Ces femmes de mauvaise vie, cela faisait un moment que je les regardais du coin de l’œil. Partagée entre la répulsion et l’interrogation. Un peu fascinée, aussi. Qui étaient-elles ? Que pensaient-elles ? Jusqu’au jour où j’ai décidé d’aller frapper aux vitres de leurs camions, garés près de l’une des portes périphériques de Paris. Je voulais en savoir plus.
Elles ont d’abord joué avec moi le même jeu qu’avec leurs clients. Séductrices et souriantes. Distantes, pourtant. Une seule d’entre elles, la plus âgée, Solange*, 57 ans, aura finalement accepté d’apparaître dans mon projet photographique. À une condition : que l’on ne puisse pas la reconnaître.

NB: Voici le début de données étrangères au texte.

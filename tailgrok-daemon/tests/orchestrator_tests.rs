//! Orchestrator integration tests.
//!
//! Tests the full flow: config -> build -> start -> health check -> shutdown.

use std::io::Write;
use std::path::{Path, PathBuf};
use std::time::Duration;

use tailgrok_core::config::TailgrokConfig;
use tailgrok_daemon::orchestrator::Orchestrator;

fn patterns_dir() -> PathBuf {
    PathBuf::from(env!("CARGO_MANIFEST_DIR")).join("../conf/logstash_patterns")
}

fn append(path: &Path, text: &str) {
    let mut file = std::fs::OpenOptions::new()
        .create(true)
        .append(true)
        .open(path)
        .unwrap();
    file.write_all(text.as_bytes()).unwrap();
}

/// Config tailing `log` into `output` with short idle windows.
fn test_config(log: &Path, output: &Path, patterns: &Path) -> TailgrokConfig {
    let toml_str = format!(
        r#"
[general]
log_level = "debug"
log_format = "json"

[source]
file = "{file}"
pattern_directory = "{patterns}"
file_record_mapping = "%{{TIMESTAMP_ISO8601:timestamp}} %{{LOGLEVEL:level}} %{{GREEDYDATA:message}}"
tailer_delay_ms = 20
max_event_flush_delay_ms = 100
last_read_wait_time_for_kill_ms = 200
number_of_consumers = 2

[channel]
capacity = 1000
wait_time_since_last_put_before_stop_ms = 200

[sink]
output = "{output}"
wait_time_since_last_put_ms = 200
poll_interval_ms = 20
"#,
        file = log.display(),
        patterns = patterns.display(),
        output = output.display(),
    );
    TailgrokConfig::parse(&toml_str).expect("failed to parse test config")
}

#[tokio::test]
async fn test_build_fails_for_missing_pattern_directory() {
    let dir = tempfile::tempdir().unwrap();
    let log = dir.path().join("app.log");
    append(&log, "");
    let config = test_config(&log, &dir.path().join("out.jsonl"), &dir.path().join("nope"));

    let err = Orchestrator::build_from_config(config).await.err().unwrap();
    assert!(err.to_string().contains("pattern library"));
}

#[tokio::test]
async fn test_build_fails_for_unknown_charset() {
    let dir = tempfile::tempdir().unwrap();
    let log = dir.path().join("app.log");
    append(&log, "");
    let mut config = test_config(&log, &dir.path().join("out.jsonl"), &patterns_dir());
    config.source.charset = "no-such-charset".to_owned();

    let err = Orchestrator::build_from_config(config).await.err().unwrap();
    assert!(err.to_string().contains("charset"));
}

#[tokio::test]
async fn test_start_fails_for_missing_source_file() {
    let dir = tempfile::tempdir().unwrap();
    let config = test_config(
        &dir.path().join("missing.log"),
        &dir.path().join("out.jsonl"),
        &patterns_dir(),
    );

    let mut orchestrator = Orchestrator::build_from_config(config).await.unwrap();
    let err = orchestrator.start().await.unwrap_err();
    assert!(err.to_string().contains("log pipeline"));
}

#[tokio::test]
async fn test_lines_are_written_as_json_and_survive_shutdown() {
    let dir = tempfile::tempdir().unwrap();
    let log = dir.path().join("app.log");
    let output = dir.path().join("events.jsonl");
    append(&log, "");

    let config = test_config(&log, &output, &patterns_dir());
    let mut orchestrator = Orchestrator::build_from_config(config).await.unwrap();
    orchestrator.start().await.unwrap();
    assert!(orchestrator.health().await.status.is_healthy());

    tokio::time::sleep(Duration::from_millis(100)).await;
    append(
        &log,
        "2024-01-15T12:00:00Z INFO service started\n\
         2024-01-15T12:00:01Z WARN cache miss ratio high\n\
         free-form line\n",
    );

    // Stop right away: the idle windows keep everything alive until delivered.
    orchestrator.shutdown().await.unwrap();

    let content = std::fs::read_to_string(&output).unwrap();
    let events: Vec<serde_json::Value> = content
        .lines()
        .map(|line| serde_json::from_str(line).unwrap())
        .collect();
    assert_eq!(events.len(), 3);

    let started = events
        .iter()
        .find(|e| e["message"] == "2024-01-15T12:00:00Z INFO service started")
        .expect("first line delivered");
    assert_eq!(started["fields"]["level"], "INFO");
    assert_eq!(started["fields"]["timestamp"], "2024-01-15T12:00:00Z");
    assert_eq!(started["fields"]["message"], "service started");

    let free_form = events
        .iter()
        .find(|e| e["message"] == "free-form line")
        .expect("unmatched line delivered");
    assert!(free_form["fields"].as_object().unwrap().is_empty());

    assert!(orchestrator.health().await.status.is_unhealthy());
}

Cette série est une invitation à découvrir cette vie pas comme les autres. Sans fards, parfois crûment, Solange y parle de son travail et des clients, de sa famille, de ses enfants. Elle a accepté que je pose mon regard de photographe sur ce quotidien – le camion qu’elle rejoint tous les matins, l’appartement où elle vit avec ses proches. Voilà quelques images de sa vie. Celles qu’elle aura bien voulu partager avec moi – et avec vous, spectateurs.
* Le prénom a été modifié.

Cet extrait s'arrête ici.